# Who is your favorite Dr. Watson?



## Pyotr (Feb 26, 2013)

Vote for your favorite Dr. Watson. Includes all irregardless of era.

Roland Young (silent film era)







Vote for me old chap

Howard Marion-Crawford







It's elementary, I'm the best Watson there is.

Edward Hardwicke







I'm the definitive Dr. W. it's not even close.

Lucy Lu







A woman can do just as good as a job.

Nigel Bruce








Jud Law
A serious longshot.


----------



## Ingélou (Feb 10, 2013)

A mysterious Dr Watson poll, with no replies till now, and only one voter - moi!
What strange things one does find when trawling through the Community Threads. I kept overlooking it because surely there's another 'Dr Watson' thread where the actors are discussed.

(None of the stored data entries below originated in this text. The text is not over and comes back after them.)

// SPDX-License-Identifier: Apache-2.0
// Copyright (c) 2025 Polyframe Inc.

//! Merge each assembly group into one mesh
//!
//! Only the parts most assemblies share are merged, so one assembly with an
//! extra attachment still combines into the same core shape as its siblings.

use crate::error::SceneResult;
use crate::scene::{NodeId, SceneGraph};
use std::collections::{BTreeMap, BTreeSet};
use tracing::{debug, warn};

/// Relaxed part signature: vertex, edge and face counts
type PartKey = (usize, usize, usize);

pub struct AssemblyCombiner;

impl AssemblyCombiner {
    /// Combine every assembly group among `nodes`.
    ///
    /// Returns the combined meshes, the parts left out of a core, and every
    /// input that was not a group.
    pub fn combine<S: SceneGraph + ?Sized>(scene: &mut S, nodes: &[NodeId]) -> Vec<NodeId> {
        let mut output = Vec::new();
        let mut groups: Vec<(NodeId, Vec<(NodeId, PartKey)>)> = Vec::new();

        for &node in nodes {
            if !scene.exists(node) {
                continue;
            }
            if scene.has_renderable_shape(node) {
                output.push(node);
                continue;
            }
            match mesh_parts(scene, node) {
                Ok(parts) if !parts.is_empty() => groups.push((node, parts)),
                Ok(_) => output.push(node),
                Err(err) => warn!(%node, stage = "combine", kind = err.kind(), "skipping group: {err}"),
            }
        }

        let mut frequency: BTreeMap<PartKey, usize> = BTreeMap::new();
        for (_, parts) in &groups {
            let keys: BTreeSet<PartKey> = parts.iter().map(|(_, key)| *key).collect();
            for key in keys {
                *frequency.entry(key).or_default() += 1;
            }
        }
        let majority = groups.len() / 2 + 1;
        debug!(groups = groups.len(), majority, "combining assemblies");

        for (group, parts) in groups {
            let (core, rest): (Vec<_>, Vec<_>) = parts
                .into_iter()
                .partition(|(_, key)| frequency.get(key).copied().unwrap_or(0) >= majority);
            if core.is_empty() {
                output.push(group);
                continue;
            }

            let core: Vec<NodeId> = core.into_iter().map(|(node, _)| node).collect();
            let rest: Vec<NodeId> = rest.into_iter().map(|(node, _)| node).collect();
            match combine_group(scene, group, &core, &rest) {
                Ok(created) => output.extend(created),
                Err(err) => {
                    warn!(node = %group, stage = "combine", kind = err.kind(), "assembly not combined: {err}");
                    if scene.exists(group) {
                        output.push(group);
                    }
                }
            }
        }
        output
    }
}

fn mesh_parts<S: SceneGraph + ?Sized>(scene: &S, group: NodeId) -> SceneResult<Vec<(NodeId, PartKey)>> {
    let mut parts = Vec::new();
    for child in scene.children(group)? {
        if scene.has_renderable_shape(child) {
            let counts = scene.counts(child)?;
            parts.push((child, (counts.vertices, counts.edges, counts.faces)));
        }
    }
    Ok(parts)
}

fn combine_group<S: SceneGraph + ?Sized>(
    scene: &mut S,
    group: NodeId,
    core: &[NodeId],
    rest: &[NodeId],
) -> SceneResult<Vec<NodeId>> {
    let parent = scene.parent(group)?;
    let name = scene.name(group)?;

    let mut created = Vec::with_capacity(rest.len() + 1);
    let combined = scene.unite(core, &format!("{name}_combined"))?;
    scene.reparent(combined, parent)?;
    created.push(combined);

    for &part in rest {
        scene.reparent(part, parent)?;
        created.push(part);
    }

    if scene.children(group)?.is_empty() {
        scene.delete(group)?;
    }
    Ok(created)
}
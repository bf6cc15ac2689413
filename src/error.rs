// SPDX-License-Identifier: Apache-2.0
// Copyright (c) 2025 Polyframe Inc.

//! Errors reported by scene-graph operations

use crate::scene::NodeId;
use thiserror::Error;

/// Failure of a single scene-graph call.
///
/// None of these abort a run: the instancer logs them with the node and
/// stage that produced them and moves on to the next item.
#[derive(Debug, Clone, PartialEq, Error)]
pub enum SceneError {
    /// The node was deleted earlier in the run.
    #[error("node {0} no longer exists")]
    StaleReference(NodeId),

    /// The node has no renderable geometry where some was expected.
    #[error("node {0} has no renderable geometry")]
    NoGeometry(NodeId),

    /// Parenting `node` under `parent` would make it its own ancestor.
    #[error("parenting {node} under {parent} would create a cycle")]
    Cycle { node: NodeId, parent: NodeId },

    /// Too few points for a principal-axis frame.
    #[error("node {node} has {found} points, at least {required} are required")]
    InsufficientPoints {
        node: NodeId,
        required: usize,
        found: usize,
    },

    /// The host rejected the operation.
    #[error("scene operation failed: {0}")]
    Operation(String),
}

impl SceneError {
    /// Short category name used in logs and skip records.
    pub fn kind(&self) -> &'static str {
        match self {
            SceneError::StaleReference(_) => "stale-reference",
            SceneError::NoGeometry(_) => "structural-invalid",
            SceneError::Cycle { .. } => "cycle-risk",
            SceneError::InsufficientPoints { .. } => "degenerate-input",
            SceneError::Operation(_) => "operation",
        }
    }
}

pub type SceneResult<T> = Result<T, SceneError>;

#[cfg(test)]
mod tests {
    use super::*;

    #[test]
    fn test_error_kinds() {
        assert_eq!(SceneError::StaleReference(NodeId(3)).kind(), "stale-reference");
        assert_eq!(
            SceneError::Cycle {
                node: NodeId(1),
                parent: NodeId(2)
            }
            .kind(),
            "cycle-risk"
        );
    }

    #[test]
    fn test_error_display() {
        let err = SceneError::InsufficientPoints {
            node: NodeId(7),
            required: 4,
            found: 2,
        };
        assert_eq!(
            err.to_string(),
            "node #7 has 2 points, at least 4 are required"
        );
    }
}
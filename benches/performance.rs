// SPDX-License-Identifier: Apache-2.0
// Copyright (c) 2025 Polyframe Inc.

//! Performance benchmarks

use autoinstance::geometry::PointTree;
use autoinstance::matching::{AnalysisCache, SignatureIndex, SignatureOptions};
use autoinstance::scene::demo;
use autoinstance::{AssemblyMode, AutoInstancer, EqualityEngine, InstancerConfig, Primitive};
use criterion::{black_box, criterion_group, criterion_main, BenchmarkId, Criterion};
use nalgebra::{Rotation3, Vector3};

fn bench_signatures(c: &mut Criterion) {
    let mut group = c.benchmark_group("signatures");

    for count in [10, 100] {
        let (scene, nodes) = demo::cubes(count, 1);
        let options = SignatureOptions::default();
        group.bench_with_input(BenchmarkId::new("index", count), &nodes, |b, nodes| {
            b.iter(|| {
                let mut cache = AnalysisCache::new();
                SignatureIndex::build(&scene, &mut cache, black_box(nodes), &options)
            });
        });
    }

    group.finish();
}

fn bench_equality(c: &mut Criterion) {
    let mut group = c.benchmark_group("equality");
    let engine = EqualityEngine::new(0.001);

    let torus = Primitive::torus(2.0, 0.5, 32, 16).to_mesh().positions;
    let shuffled: Vec<_> = torus.iter().rev().copied().collect();
    let turn = Rotation3::from_axis_angle(&Vector3::y_axis(), 0.4);
    let rotated: Vec<_> = torus.iter().map(|p| turn * p).collect();
    let tree = PointTree::build(&torus);

    group.bench_function("unordered", |b| {
        b.iter(|| engine.compare_points(black_box(&torus), &tree, black_box(&shuffled)));
    });
    group.bench_function("aligned", |b| {
        b.iter(|| engine.compare_points(black_box(&torus), &tree, black_box(&rotated)));
    });

    group.finish();
}

fn bench_run(c: &mut Criterion) {
    let mut group = c.benchmark_group("run");
    group.sample_size(20);

    group.bench_function("cubes_50", |b| {
        b.iter_batched(
            || demo::cubes(50, 3),
            |(mut scene, nodes)| AutoInstancer::default().run(&mut scene, Some(&nodes)),
            criterion::BatchSize::SmallInput,
        );
    });

    let config = InstancerConfig {
        separate_combined: true,
        assembly_mode: AssemblyMode::Hierarchy,
        ..Default::default()
    };
    group.bench_function("canisters_12", |b| {
        b.iter_batched(
            || demo::canisters(12, 3),
            |(mut scene, combined)| {
                AutoInstancer::new(config.clone()).run(&mut scene, Some(&[combined]));
                scene.node_count()
            },
            criterion::BatchSize::SmallInput,
        );
    });

    group.finish();
}

criterion_group!(benches, bench_signatures, bench_equality, bench_run);
criterion_main!(benches);
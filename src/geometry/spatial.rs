// SPDX-License-Identifier: Apache-2.0
// Copyright (c) 2025 Polyframe Inc.

//! Point index for nearest-neighbor and radius queries
//!
//! Mesh vertices routinely share a coordinate on one axis (rings, grids,
//! box faces), so the index is kiddo's immutable tree, which has no bucket
//! limit on repeated axis values.

use kiddo::{ImmutableKdTree, SquaredEuclidean};
use nalgebra::Point3;
use std::fmt;

/// Static spatial index over a point set
pub struct PointTree {
    points: Vec<Point3<f64>>,
    tree: Option<ImmutableKdTree<f64, 3>>,
}

impl PointTree {
    pub fn build(points: &[Point3<f64>]) -> Self {
        let tree = if points.is_empty() {
            None
        } else {
            let coords: Vec<[f64; 3]> = points.iter().map(|p| [p.x, p.y, p.z]).collect();
            Some(ImmutableKdTree::new_from_slice(&coords))
        };
        Self {
            points: points.to_vec(),
            tree,
        }
    }

    pub fn len(&self) -> usize {
        self.points.len()
    }

    pub fn is_empty(&self) -> bool {
        self.points.is_empty()
    }

    /// Closest point to `query` as (index, distance)
    pub fn nearest(&self, query: &Point3<f64>) -> Option<(usize, f64)> {
        let tree = self.tree.as_ref()?;
        let found = tree.nearest_one::<SquaredEuclidean>(&[query.x, query.y, query.z]);
        Some((found.item as usize, found.distance.sqrt()))
    }

    /// Indices of all points within `radius` of `query`, ascending
    pub fn within(&self, query: &Point3<f64>, radius: f64) -> Vec<usize> {
        let Some(tree) = self.tree.as_ref() else {
            return Vec::new();
        };
        let mut result: Vec<usize> = tree
            .within_unsorted::<SquaredEuclidean>(&[query.x, query.y, query.z], radius * radius)
            .into_iter()
            .map(|neighbour| neighbour.item as usize)
            .collect();
        result.sort_unstable();
        result
    }

    /// Largest nearest-neighbor distance from any of `points` into this tree
    pub fn max_nearest_distance(&self, points: &[Point3<f64>]) -> f64 {
        points
            .iter()
            .filter_map(|p| self.nearest(p))
            .map(|(_, d)| d)
            .fold(0.0, f64::max)
    }
}

impl fmt::Debug for PointTree {
    fn fmt(&self, f: &mut fmt::Formatter<'_>) -> fmt::Result {
        f.debug_struct("PointTree").field("points", &self.points.len()).finish()
    }
}
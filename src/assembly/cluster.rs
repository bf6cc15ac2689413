// SPDX-License-Identifier: Apache-2.0
// Copyright (c) 2025 Polyframe Inc.

//! k-means helpers: size classes in one dimension and spatial shell clusters

use crate::matching::ShellInfo;
use nalgebra::Point3;
use std::cmp::Ordering;
use tracing::debug;

const MAX_ITERATIONS: usize = 100;

/// Lowest two size classes closer than this ratio are treated as one
const CLASS_MERGE_RATIO: f64 = 3.0;

/// 1-D k-means over finite values, seeded at evenly spaced order statistics.
///
/// Returns the non-empty clusters in ascending order. `k` is capped at the
/// number of distinct values.
pub fn kmeans_1d(values: &[f64], k: usize) -> Vec<Vec<f64>> {
    let mut sorted: Vec<f64> = values.iter().copied().filter(|v| v.is_finite()).collect();
    sorted.sort_by(f64::total_cmp);
    let mut distinct = sorted.clone();
    distinct.dedup();

    let k = k.min(distinct.len());
    if k == 0 {
        return Vec::new();
    }

    // min, median, max for k = 3
    let mut centers: Vec<f64> = if k == 1 {
        vec![sorted[sorted.len() / 2]]
    } else {
        (0..k).map(|i| sorted[i * (sorted.len() - 1) / (k - 1)]).collect()
    };

    let mut labels = vec![usize::MAX; sorted.len()];
    for _ in 0..MAX_ITERATIONS {
        let mut changed = false;
        for (i, v) in sorted.iter().enumerate() {
            let label = nearest_center(*v, &centers);
            if labels[i] != label {
                labels[i] = label;
                changed = true;
            }
        }
        if !changed {
            break;
        }

        for (c, center) in centers.iter_mut().enumerate() {
            let (sum, count) = sorted
                .iter()
                .zip(&labels)
                .filter(|(_, &l)| l == c)
                .fold((0.0, 0usize), |(s, n), (v, _)| (s + v, n + 1));
            if count > 0 {
                *center = sum / count as f64;
            }
        }
    }

    let mut order: Vec<usize> = (0..k).collect();
    order.sort_by(|&a, &b| centers[a].total_cmp(&centers[b]));
    order
        .into_iter()
        .map(|c| {
            sorted
                .iter()
                .zip(&labels)
                .filter(|(_, &l)| l == c)
                .map(|(v, _)| *v)
                .collect::<Vec<f64>>()
        })
        .filter(|cluster| !cluster.is_empty())
        .collect()
}

fn nearest_center(value: f64, centers: &[f64]) -> usize {
    let mut best = 0;
    for (i, center) in centers.iter().enumerate().skip(1) {
        if (value - center).abs() < (value - centers[best]).abs() {
            best = i;
        }
    }
    best
}

fn mean(values: &[f64]) -> f64 {
    values.iter().sum::<f64>() / values.len().max(1) as f64
}

/// Value above which a size counts as body-sized, if the sizes separate at all.
///
/// Three classes are fitted; when the two smallest are within a factor of
/// three of each other they count as one small class and the cut moves up.
pub fn size_threshold(values: &[f64]) -> Option<f64> {
    let clusters = kmeans_1d(values, 3);
    let cut = |lower: &[f64], upper: &[f64]| {
        let low = lower.iter().copied().fold(f64::NEG_INFINITY, f64::max);
        let high = upper.iter().copied().fold(f64::INFINITY, f64::min);
        (low + high) / 2.0
    };

    match clusters.len() {
        0 | 1 => None,
        2 => Some(cut(&clusters[0], &clusters[1])),
        _ => {
            if mean(&clusters[1]) < CLASS_MERGE_RATIO * mean(&clusters[0]) {
                Some(cut(&clusters[1], &clusters[2]))
            } else {
                Some(cut(&clusters[0], &clusters[1]))
            }
        }
    }
}

/// Partitions shells into a fixed number of spatial clusters
#[derive(Debug, Clone, Copy, PartialEq, Eq)]
pub struct AssemblyClusterer {
    pub target: usize,
    pub max_iterations: usize,
}

impl AssemblyClusterer {
    pub fn new(target: usize) -> Self {
        Self {
            target,
            max_iterations: MAX_ITERATIONS,
        }
    }

    /// Clusters of shell indices, each ascending, in seed order; empty clusters are dropped
    pub fn cluster(&self, shells: &[ShellInfo]) -> Vec<Vec<usize>> {
        if shells.is_empty() {
            return Vec::new();
        }
        if self.target <= 1 || shells.len() == 1 {
            return vec![(0..shells.len()).collect()];
        }

        // Big, detailed shells make stable anchors
        let mut ranked: Vec<usize> = (0..shells.len()).collect();
        ranked.sort_by(|&a, &b| {
            shells[b]
                .area
                .total_cmp(&shells[a].area)
                .then(shells[b].counts.vertices.cmp(&shells[a].counts.vertices))
                .then(a.cmp(&b))
        });
        let mut centers: Vec<Point3<f64>> = ranked
            .iter()
            .take(self.target)
            .map(|&i| shells[i].centroid)
            .collect();

        let mut labels = vec![usize::MAX; shells.len()];
        for iteration in 0..self.max_iterations {
            let mut changed = false;
            for (i, shell) in shells.iter().enumerate() {
                let label = nearest_point(&shell.centroid, &centers);
                if labels[i] != label {
                    labels[i] = label;
                    changed = true;
                }
            }
            if !changed {
                debug!(iterations = iteration, clusters = centers.len(), "k-means converged");
                break;
            }

            for (c, center) in centers.iter_mut().enumerate() {
                let members: Vec<&ShellInfo> = shells
                    .iter()
                    .zip(&labels)
                    .filter(|(_, &l)| l == c)
                    .map(|(s, _)| s)
                    .collect();
                if !members.is_empty() {
                    let sum = members.iter().fold(nalgebra::Vector3::zeros(), |acc, s| acc + s.centroid.coords);
                    *center = Point3::from(sum / members.len() as f64);
                }
            }
        }

        (0..centers.len())
            .map(|c| (0..shells.len()).filter(|&i| labels[i] == c).collect::<Vec<usize>>())
            .filter(|cluster| !cluster.is_empty())
            .collect()
    }
}

fn nearest_point(point: &Point3<f64>, centers: &[Point3<f64>]) -> usize {
    let mut best = 0;
    let mut best_distance = f64::INFINITY;
    for (i, center) in centers.iter().enumerate() {
        let d = (point - center).norm_squared();
        if d.partial_cmp(&best_distance) == Some(Ordering::Less) {
            best = i;
            best_distance = d;
        }
    }
    best
}
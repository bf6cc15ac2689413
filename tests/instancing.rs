// SPDX-License-Identifier: Apache-2.0
// Copyright (c) 2025 Polyframe Inc.

//! End-to-end instancing of loose meshes

use anyhow::Result;
use approx::assert_relative_eq;
use autoinstance::scene::demo;
use autoinstance::{AutoInstancer, InstancerConfig, MemoryScene, NodeId, Primitive, SceneGraph, Space};
use nalgebra::{Matrix4, Point3, Rotation3, Vector3};

fn at(x: f64, y: f64, z: f64) -> Matrix4<f64> {
    Matrix4::new_translation(&Vector3::new(x, y, z))
}

fn three_cubes() -> (MemoryScene, Vec<NodeId>) {
    let mut scene = MemoryScene::new();
    let mut mesh = Primitive::cube(1.0).to_mesh();
    mesh.set_material("grey");
    let nodes = vec![
        scene.add_mesh("cube1", mesh.clone(), at(0.0, 0.0, 0.0), None),
        scene.add_mesh("cube2", mesh.clone(), at(3.0, 0.0, 1.0), None),
        scene.add_mesh("cube3", mesh, at(-2.0, 4.0, 0.5), None),
    ];
    (scene, nodes)
}

fn assert_same_points(before: &[Point3<f64>], after: &[Point3<f64>]) {
    assert_eq!(before.len(), after.len());
    for p in before {
        assert!(
            after.iter().any(|q| (p - q).norm() < 1e-6),
            "point {p:?} moved"
        );
    }
}

#[test]
fn test_three_cubes_become_one_prototype_and_two_instances() -> Result<()> {
    let (mut scene, nodes) = three_cubes();
    let worlds = nodes
        .iter()
        .map(|&n| scene.world_matrix(n))
        .collect::<Result<Vec<_>, _>>()?;

    let config = InstancerConfig {
        tolerance: 0.99,
        ..Default::default()
    };
    let mut instancer = AutoInstancer::new(config);
    let created = instancer.run(&mut scene, None);

    assert_eq!(created.len(), 3);
    assert_eq!(instancer.report().groups_processed, 1);
    assert_eq!(instancer.report().instances_created, 2);
    assert_eq!(scene.geometry_count(), 1);

    for (i, &node) in created.iter().enumerate() {
        assert!(scene.is_instanced(node)?);
        assert_eq!(scene.name(node)?, format!("cube{}", i + 1));
        assert_relative_eq!(scene.world_matrix(node)?, worlds[i], epsilon = 1e-9);
    }

    // Moving or removing the prototype leaves the instances where they are
    let prototype = created[0];
    scene.set_local_matrix(prototype, Matrix4::identity())?;
    assert_relative_eq!(scene.world_matrix(created[1])?, worlds[1], epsilon = 1e-9);
    scene.delete(prototype)?;
    assert_relative_eq!(scene.world_matrix(created[2])?, worlds[2], epsilon = 1e-9);
    assert!(scene.has_renderable_shape(created[2]));
    Ok(())
}

#[test]
fn test_off_center_pivots_keep_their_world_transforms() -> Result<()> {
    let mut scene = MemoryScene::new();
    let mesh = Primitive::cuboid(Vector3::new(1.0, 4.0, 2.0))
        .to_mesh()
        .transformed(&at(0.5, 0.0, 0.0));
    let turn = Rotation3::from_axis_angle(&Vector3::y_axis(), 0.7).to_homogeneous();
    let nodes = [
        scene.add_mesh("left", mesh.clone(), Matrix4::identity(), None),
        scene.add_mesh("right", mesh, at(5.0, 0.0, -2.0) * turn, None),
    ];
    let worlds = nodes
        .iter()
        .map(|&n| scene.world_matrix(n))
        .collect::<Result<Vec<_>, _>>()?;

    let created = AutoInstancer::default().run(&mut scene, Some(&nodes));
    assert_eq!(created.len(), 2);
    assert_eq!(scene.geometry_count(), 1);

    for (name, world) in ["left", "right"].iter().zip(&worlds) {
        let node = scene.find(name).expect("node keeps its name");
        assert!(created.contains(&node));
        assert_relative_eq!(scene.world_matrix(node)?, *world, epsilon = 1e-9);
    }
    Ok(())
}

#[test]
fn test_material_change_excludes_one_cube() -> Result<()> {
    let (mut scene, nodes) = three_cubes();
    scene.set_material(nodes[1], "red")?;

    let mut instancer = AutoInstancer::default();
    let created = instancer.run(&mut scene, Some(&nodes));

    assert_eq!(created.len(), 2);
    assert_eq!(instancer.report().instances_created, 1);
    let odd = scene.find("cube2").expect("cube2 survives");
    assert!(!scene.is_instanced(odd)?);
    assert_eq!(scene.geometry_count(), 2);

    // Without material matching all three share one shape
    let (mut scene, nodes) = three_cubes();
    scene.set_material(nodes[1], "red")?;
    let config = InstancerConfig {
        require_same_material: false,
        ..Default::default()
    };
    AutoInstancer::new(config).run(&mut scene, Some(&nodes));
    assert_eq!(scene.geometry_count(), 1);
    Ok(())
}

#[test]
fn test_baked_rotation_matches_but_mirror_does_not() -> Result<()> {
    let mut scene = MemoryScene::new();
    let mesh = Primitive::tetrahedron(Vector3::new(1.0, 2.0, 3.0)).to_mesh();
    let turn = Rotation3::from_euler_angles(0.3, -0.7, 1.1).to_homogeneous();
    let mirror = Matrix4::new_nonuniform_scaling(&Vector3::new(-1.0, 1.0, 1.0));

    let plain = scene.add_mesh("plain", mesh.clone(), at(0.0, 0.0, 0.0), None);
    let turned = scene.add_mesh("turned", mesh.clone(), at(6.0, 0.0, 0.0) * turn, None);
    let baked = scene.add_mesh("baked", mesh.transformed(&turn), at(12.0, 0.0, 0.0), None);
    let mirrored = scene.add_mesh("mirrored", mesh.transformed(&mirror), at(18.0, 0.0, 0.0), None);
    let nodes = [plain, turned, baked, mirrored];

    let names = ["plain", "turned", "baked", "mirrored"];
    let before = nodes
        .iter()
        .map(|&n| scene.points(n, Space::World))
        .collect::<Result<Vec<_>, _>>()?;

    let mut instancer = AutoInstancer::default();
    instancer.run(&mut scene, Some(&nodes));
    assert_eq!(instancer.report().instances_created, 2);

    for (name, points) in names.iter().zip(&before) {
        let node = scene.find(name).expect("node keeps its name");
        assert_same_points(points, &scene.points(node, Space::World)?);
        assert_eq!(scene.is_instanced(node)?, *name != "mirrored", "{name}");
    }
    assert_eq!(scene.geometry_count(), 2);
    Ok(())
}

#[test]
fn test_second_run_creates_nothing() -> Result<()> {
    let (mut scene, nodes) = demo::cubes(5, 21);
    let mut instancer = AutoInstancer::default();
    instancer.run(&mut scene, Some(&nodes));
    assert_eq!(instancer.report().instances_created, 4);

    let snapshot = scene.clone();
    let worlds = scene
        .transforms()
        .into_iter()
        .map(|n| scene.world_matrix(n).map(|w| (n, w)))
        .collect::<Result<Vec<_>, _>>()?;

    let created = instancer.run(&mut scene, None);
    assert!(created.is_empty());
    assert_eq!(instancer.report().instances_created, 0);
    assert_eq!(scene.node_count(), snapshot.node_count());
    assert_eq!(scene.geometry_count(), 1);
    for (node, world) in worlds {
        assert_relative_eq!(scene.world_matrix(node)?, world, epsilon = 1e-9);
    }
    Ok(())
}

#[test]
fn test_instances_keep_parent_and_visibility() -> Result<()> {
    let mut scene = MemoryScene::new();
    let shelf = scene.create_group("shelf", None)?;
    scene.set_local_matrix(shelf, at(0.0, 2.0, 0.0))?;
    let mesh = Primitive::cylinder(1.0, 0.3, 10).to_mesh();
    let a = scene.add_mesh("jar_a", mesh.clone(), at(0.0, 0.0, 0.0), Some(shelf));
    let b = scene.add_mesh("jar_b", mesh, at(1.5, 0.0, 0.0), Some(shelf));
    scene.set_visible(b, false)?;

    let created = AutoInstancer::default().run(&mut scene, Some(&[a, b]));
    assert_eq!(created.len(), 2);

    let jar_b = scene.find("jar_b").expect("jar_b survives");
    assert_eq!(scene.parent(jar_b)?, Some(shelf));
    assert!(!scene.is_visible(jar_b)?);
    assert_eq!(scene.children(shelf)?.len(), 2);
    Ok(())
}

Or is this an alternative universe?


----------



## Art Rock (Nov 28, 2009)

It's probably a duplicate....


----------



## Pyotr (Feb 26, 2013)

Sorry. Please ignore this thread. I didn't know that Community polls had to be approved first and I panicked when my first one didn't immediately appear. I thought I did something wrong. If there's a moderator around, please delete.


----------



## TrevBus (Jun 6, 2013)

James Mason. Wonderful as always.


----------



## ComposerOfAvantGarde (Dec 2, 2011)

I like the one that's in the books


----------